El PP está hoy mucho más cerca de ganar y por mayoría absoluta unas elecciones generales. Si en 2004 la diferencia entre PP y PSOE en las generales fue brutal en Andalucía y Cataluña, en 2008 esa diferencia ya se redujo notablemente en Andalucía. Y ayer, aunque hasta el rabo todo es toro, se “rompió” Cataluña. El histórico batacazo de Montilla y Zapatero (el que accedió a la secretaría general de la Pesoe gracias al PSC que ayer se pegó el castañazo) va a traer consecuencias. La alcaldía de Barcelona, para empezar, podría caer.
El oponerse al Estatut no sólo no ha pasado factura al PP, que, digan lo que digan, ha sacado un gran resultado, sino que los del Tripartito que parió el engendro han sido notablemente castigados. Así que, hay que dar la enhorabuena a Mariano Rajoy.
Otros que deben de estar muy contentos, además del ganador, que es el separatista de derechas Artur Mas, son los Ciudadanos de Albert Rivera: chicos, que os habéis consolidado, habéis subido un mogollón y ahora os quiere todo el mundo.

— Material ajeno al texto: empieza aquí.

//! Profile document model and naming rules (made by FontLab https://www.fontlab.com/)

use std::path::PathBuf;

use serde::Serialize;

use crate::config::{ProfileConfig, ProfileOptions, PROFILE_EXTENSION};
use crate::discovery::FontFile;
use crate::ids::IdGenerator;

/// `PayloadType` of a font block.
pub const FONT_PAYLOAD_TYPE: &str = "com.apple.font";

/// `PayloadType` of the top-level document.
pub const CONFIGURATION_PAYLOAD_TYPE: &str = "Configuration";

/// `PayloadVersion` of every dict in the document.
pub const PAYLOAD_VERSION: u32 = 1;

/// One embedded font.
#[derive(Debug, Clone, PartialEq, Eq)]
pub struct ContentBlock {
    pub data: Vec<u8>,
    /// Font file name, shown as `Name`.
    pub name: String,
    pub identifier: String,
    pub uuid: Option<String>,
}

/// The complete `.mobileconfig` document.
#[derive(Debug, Clone, PartialEq, Eq)]
pub struct ProfileDocument {
    pub content: Vec<ContentBlock>,
    pub description: String,
    pub display_name: String,
    pub identifier: String,
    pub organization: String,
    pub uuid: Option<String>,
}

impl ProfileDocument {
    /// Every generated `PayloadUUID`, document first.
    pub fn uuids(&self) -> impl Iterator<Item = &str> {
        self.uuid
            .iter()
            .chain(self.content.iter().filter_map(|b| b.uuid.as_ref()))
            .map(String::as_str)
    }

    pub fn summary(&self, output: impl Into<PathBuf>) -> ProfileSummary {
        ProfileSummary {
            output: output.into(),
            display_name: self.display_name.clone(),
            identifier: self.identifier.clone(),
            fonts: self
                .content
                .iter()
                .map(|b| FontSummary {
                    name: b.name.clone(),
                    identifier: b.identifier.clone(),
                    bytes: b.data.len(),
                })
                .collect(),
        }
    }
}

/// What got written, for machine-readable reporting.
#[derive(Debug, Clone, Serialize)]
pub struct ProfileSummary {
    pub output: PathBuf,
    pub display_name: String,
    pub identifier: String,
    pub fonts: Vec<FontSummary>,
}

#[derive(Debug, Clone, Serialize)]
pub struct FontSummary {
    pub name: String,
    pub identifier: String,
    pub bytes: usize,
}

/// `Example` + `2.0` → `Example Fonts 2.0`.
pub fn display_name(product: &str, version: Option<&str>) -> String {
    match version {
        Some(v) => format!("{product} Fonts {v}"),
        None => format!("{product} Fonts"),
    }
}

pub fn description(product: &str) -> String {
    format!("Installs {product} fonts")
}

/// Lowercase, spaces turned into hyphens.
pub fn identifier_segment(product: &str) -> String {
    product.to_lowercase().replace(' ', "-")
}

pub fn profile_identifier(namespace: &str, product: &str, version: Option<&str>) -> String {
    let segment = identifier_segment(product);
    match version {
        Some(v) => format!("{namespace}.{segment}.{v}"),
        None => format!("{namespace}.{segment}"),
    }
}

pub fn block_identifier(namespace: &str, product: Option<&str>, stem: &str) -> String {
    match product {
        Some(p) => format!("{namespace}.{}.{stem}", identifier_segment(p)),
        None => format!("{namespace}.{stem}"),
    }
}

pub fn output_file_name(product: &str, version: Option<&str>, version_in_name: bool) -> String {
    match version {
        Some(v) if version_in_name => format!("{product}-{v}.{PROFILE_EXTENSION}"),
        _ => format!("{product}.{PROFILE_EXTENSION}"),
    }
}

/// Turn one font into a content block.
pub fn content_block(
    font: &FontFile,
    data: Vec<u8>,
    product: &str,
    options: &ProfileOptions,
    ids: &mut impl IdGenerator,
) -> ContentBlock {
    let product_segment = options.product_in_block_ids.then_some(product);

    ContentBlock {
        data,
        name: font.file_name.clone(),
        identifier: block_identifier(&options.block_namespace, product_segment, &font.stem),
        uuid: options.block_uuids.then(|| ids.next_id()),
    }
}

/// Wrap encoded blocks into the top-level document.
pub fn assemble(
    config: &ProfileConfig,
    content: Vec<ContentBlock>,
    ids: &mut impl IdGenerator,
) -> ProfileDocument {
    let product = config.product_name();
    let version = config.version();
    let options = config.options();

    ProfileDocument {
        content,
        description: description(product),
        display_name: display_name(product, version),
        identifier: profile_identifier(&options.profile_namespace, product, version),
        organization: options.organization.clone(),
        uuid: options.profile_uuid.then(|| ids.next_id()),
    }
}
//! Markup escaping for plist text nodes (made by FontLab https://www.fontlab.com/)

use std::borrow::Cow;

/// Replace the five reserved XML characters with their entity forms.
///
/// Control characters XML 1.0 cannot carry at all (anything below U+0020
/// except tab, LF and CR) become U+FFFD. Borrows when nothing changes.
pub fn escape_xml(raw: &str) -> Cow<'_, str> {
    if !raw.chars().any(needs_escape) {
        return Cow::Borrowed(raw);
    }

    let mut out = String::with_capacity(raw.len() + 16);
    for ch in raw.chars() {
        match ch {
            '&' => out.push_str("&amp;"),
            '<' => out.push_str("&lt;"),
            '>' => out.push_str("&gt;"),
            '"' => out.push_str("&quot;"),
            '\'' => out.push_str("&apos;"),
            c if is_forbidden_control(c) => out.push(char::REPLACEMENT_CHARACTER),
            other => out.push(other),
        }
    }
    Cow::Owned(out)
}

fn needs_escape(c: char) -> bool {
    matches!(c, '&' | '<' | '>' | '"' | '\'') || is_forbidden_control(c)
}

fn is_forbidden_control(c: char) -> bool {
    c < '\u{20}' && !matches!(c, '\t' | '\n' | '\r')
}
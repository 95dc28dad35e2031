//! Profile generation pipeline (made by FontLab https://www.fontlab.com/)

use std::fs;
use std::io::{self, BufWriter, Write};
use std::path::{Path, PathBuf};

use log::{debug, info, warn};

use crate::config::ProfileConfig;
use crate::discovery::{FontDiscovery, FontFile, PathDiscovery};
use crate::error::{ProfileError, Result};
use crate::ids::{IdGenerator, RandomIds};
use crate::output::write_plist;
use crate::profile::{assemble, content_block, ProfileDocument};

/// Discovers, encodes, assembles and writes one profile.
#[derive(Debug)]
pub struct ProfileBuilder<G = RandomIds> {
    config: ProfileConfig,
    ids: G,
}

impl ProfileBuilder<RandomIds> {
    pub fn new(config: ProfileConfig) -> Self {
        Self {
            config,
            ids: RandomIds,
        }
    }
}

impl<G: IdGenerator> ProfileBuilder<G> {
    /// Swap the identifier source, e.g. for deterministic output.
    pub fn with_ids<H: IdGenerator>(self, ids: H) -> ProfileBuilder<H> {
        ProfileBuilder {
            config: self.config,
            ids,
        }
    }

    pub fn config(&self) -> &ProfileConfig {
        &self.config
    }

    /// Build the document from the configured directory.
    pub fn build(&mut self) -> Result<ProfileDocument> {
        let discovery = PathDiscovery::new(self.config.directory())
            .follow_symlinks(self.config.follow_symlinks());
        self.build_with(&discovery)
    }

    /// Build the document from whatever `discovery` yields.
    pub fn build_with(&mut self, discovery: &impl FontDiscovery) -> Result<ProfileDocument> {
        let fonts = discovery.discover()?;
        if fonts.is_empty() {
            return Err(ProfileError::NoFontsFound(
                self.config.directory().to_path_buf(),
            ));
        }

        let mut content = Vec::with_capacity(fonts.len());
        for font in &fonts {
            let data = read_font(font)?;
            debug!("encoding {} ({} bytes)", font.path.display(), data.len());
            content.push(content_block(
                font,
                data,
                self.config.product_name(),
                self.config.options(),
                &mut self.ids,
            ));
        }

        Ok(assemble(&self.config, content, &mut self.ids))
    }

    /// Build and atomically write the profile; returns the written path.
    pub fn write(&mut self) -> Result<(PathBuf, ProfileDocument)> {
        let doc = self.build()?;
        let target = self.config.output_path();
        persist(&doc, &target)?;
        info!(
            "wrote {} with {} font(s)",
            target.display(),
            doc.content.len()
        );
        Ok((target, doc))
    }
}

/// Resolve-to-disk convenience for callers that don't need the document.
pub fn generate(config: ProfileConfig) -> Result<PathBuf> {
    ProfileBuilder::new(config).write().map(|(path, _)| path)
}

fn read_font(font: &FontFile) -> Result<Vec<u8>> {
    fs::read(&font.path).map_err(|err| {
        if err.kind() == io::ErrorKind::NotFound {
            warn!("{} disappeared before it could be read", font.path.display());
        }
        ProfileError::io(&font.path, err)
    })
}

/// Mode of written profiles, matching an ordinary `0666 & !022` file.
#[cfg(unix)]
const PROFILE_MODE: u32 = 0o644;

/// Write into a sibling temp file and rename it over `target` once complete.
/// The temp file is removed on every failure path when it drops.
fn persist(doc: &ProfileDocument, target: &Path) -> Result<()> {
    let dir = match target.parent() {
        Some(p) if !p.as_os_str().is_empty() => p.to_path_buf(),
        _ => PathBuf::from("."),
    };

    let tmp = tempfile::Builder::new()
        .prefix(".fontprofile-")
        .suffix(".tmp")
        .tempfile_in(&dir)
        .map_err(|err| ProfileError::io(&dir, err))?;

    let mut w = BufWriter::new(tmp.as_file());
    write_plist(doc, &mut w).map_err(|err| ProfileError::io(tmp.path(), err))?;
    w.into_inner()
        .map_err(|err| ProfileError::io(tmp.path(), err.into_error()))?
        .sync_all()
        .map_err(|err| ProfileError::io(tmp.path(), err))?;

    // tempfile creates 0600; profiles are handed to other accounts and hosts.
    #[cfg(unix)]
    {
        use std::os::unix::fs::PermissionsExt;
        tmp.as_file()
            .set_permissions(fs::Permissions::from_mode(PROFILE_MODE))
            .map_err(|err| ProfileError::io(tmp.path(), err))?;
    }

    tmp.persist(target)
        .map_err(|err| ProfileError::io(target, err.error))?;
    Ok(())
}
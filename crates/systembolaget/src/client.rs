//! HTTP client for the Systembolaget assortment service.
//!
//! Each fetch is a single GET: the relative endpoint is resolved against
//! [`CatalogClient::base_url`], the response status is checked, and the body
//! is decoded as XML while it streams in. Nothing is retried or cached.

use std::time::Duration;

use futures::TryStreamExt;
use reqwest::header::USER_AGENT;
use reqwest::{Client, Response, StatusCode, Url};
use tokio::io::AsyncBufRead;
use tokio_util::io::StreamReader;

use crate::config::{ClientConfig, DEFAULT_BASE_URL, DEFAULT_USER_AGENT};
use crate::error::CatalogError;
use crate::parse::decode_stream;
use crate::types::{Articles, Stores};

const ARTICLES_PATH: &str = "Assortment.aspx?Format=Xml";
const STORES_PATH: &str = "Assortment.aspx?butikerombud=1";

/// Client for the assortment service.
///
/// The transport is supplied by the caller (or built from a [`ClientConfig`]).
/// `base_url` and `user_agent` may be changed after construction, e.g. to
/// point at a mock server. `base_url` should end with `/`: relative endpoints
/// replace its last path segment otherwise.
///
/// The client is cheap to clone and safe to share between tasks.
#[derive(Debug, Clone)]
pub struct CatalogClient {
    http: Client,
    pub base_url: Url,
    pub user_agent: String,
}

impl CatalogClient {
    /// Creates a client for the production service using `http` as transport.
    ///
    /// # Errors
    ///
    /// Returns [`CatalogError::MalformedRequest`] if the built-in base URL
    /// cannot be parsed.
    pub fn new(http: Client) -> Result<Self, CatalogError> {
        Self::with_base_url(http, DEFAULT_BASE_URL)
    }

    /// Creates a client with a custom base URL (for testing with wiremock).
    ///
    /// # Errors
    ///
    /// Returns [`CatalogError::MalformedRequest`] if `base_url` is not an
    /// absolute URL.
    pub fn with_base_url(http: Client, base_url: &str) -> Result<Self, CatalogError> {
        // Exactly one trailing slash, so endpoints resolve below the base path.
        let normalised = format!("{}/", base_url.trim_end_matches('/'));
        let parsed = Url::parse(&normalised).map_err(|e| CatalogError::MalformedRequest {
            path: base_url.to_owned(),
            reason: e.to_string(),
        })?;

        Ok(Self {
            http,
            base_url: parsed,
            user_agent: DEFAULT_USER_AGENT.to_owned(),
        })
    }

    /// Builds a transport with the configured timeouts and a client around it.
    ///
    /// # Errors
    ///
    /// Returns [`CatalogError::Http`] if the `reqwest::Client` cannot be
    /// constructed, or [`CatalogError::MalformedRequest`] if
    /// `config.base_url` is invalid.
    pub fn from_config(config: &ClientConfig) -> Result<Self, CatalogError> {
        let http = Client::builder()
            .timeout(Duration::from_secs(config.request_timeout_secs))
            .connect_timeout(Duration::from_secs(config.connect_timeout_secs))
            .build()?;

        let mut client = Self::with_base_url(http, &config.base_url)?;
        client.user_agent.clone_from(&config.user_agent);
        Ok(client)
    }

    /// Fetches the full article catalog. Downloads a large XML document.
    ///
    /// # Errors
    ///
    /// - [`CatalogError::Http`] on network failure.
    /// - [`CatalogError::BodyRead`] if the connection fails mid-body.
    /// - [`CatalogError::ApiError`] for any status other than 200 or 304.
    /// - [`CatalogError::Decode`] if the body is empty or not a well-formed
    ///   document.
    pub async fn fetch_articles(&self) -> Result<Articles, CatalogError> {
        let response = self.get(ARTICLES_PATH).await?;
        decode_stream(body_reader(response)).await
    }

    /// Fetches every store and agent. Downloads a large XML document.
    ///
    /// # Errors
    ///
    /// Same as [`CatalogClient::fetch_articles`].
    pub async fn fetch_stores(&self) -> Result<Stores, CatalogError> {
        let response = self.get(STORES_PATH).await?;
        decode_stream(body_reader(response)).await
    }

    /// Resolves `relative_path` against the base URL.
    fn resolve(&self, relative_path: &str) -> Result<Url, CatalogError> {
        self.base_url
            .join(relative_path)
            .map_err(|e| CatalogError::MalformedRequest {
                path: relative_path.to_owned(),
                reason: e.to_string(),
            })
    }

    /// Sends a GET for `relative_path` and checks the status.
    ///
    /// 200 and 304 are accepted. Any other status drops the response, which
    /// releases the connection, and returns [`CatalogError::ApiError`].
    async fn get(&self, relative_path: &str) -> Result<Response, CatalogError> {
        let url = self.resolve(relative_path)?;
        tracing::debug!(url = %url, "requesting assortment document");

        let response = self
            .http
            .get(url.clone())
            .header(USER_AGENT, self.user_agent.as_str())
            .send()
            .await?;

        let status = response.status();
        tracing::debug!(url = %url, status = status.as_u16(), "assortment response");

        if status != StatusCode::OK && status != StatusCode::NOT_MODIFIED {
            return Err(CatalogError::ApiError {
                status: status.as_u16(),
                url: url.to_string(),
            });
        }

        Ok(response)
    }
}

/// Exposes the response body as an async reader, so the decoder consumes it
/// chunk by chunk instead of buffering the whole document.
fn body_reader(response: Response) -> impl AsyncBufRead + Unpin + Send {
    StreamReader::new(Box::pin(
        response.bytes_stream().map_err(std::io::Error::other),
    ))
}

#[cfg(test)]
#[path = "client_test.rs"]
mod tests;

Y los del populista Anglada, que mantuvieron en vilo a muchos durante un buen rato (llegaron a tener 3 escaños). Va a ser muy interesante estudiar de dónde han salido los 75.000 votos de PxC. Porque va a ser de la izquierda. Como sucediera en Francia con Le Pen. Y eso que el cerrojazo informativo ha sido absoluto. Dicen en Clases Medias que Anglada, al cual han apoyado en estas elecciones, ha sacado sus votos del cinturón industrial pero “no ha conectado con las clases medias urbanas” y señalan que el fracaso ha sido en Barcelona capital. En Minuto Digital señalan a Vic y El Vendrell.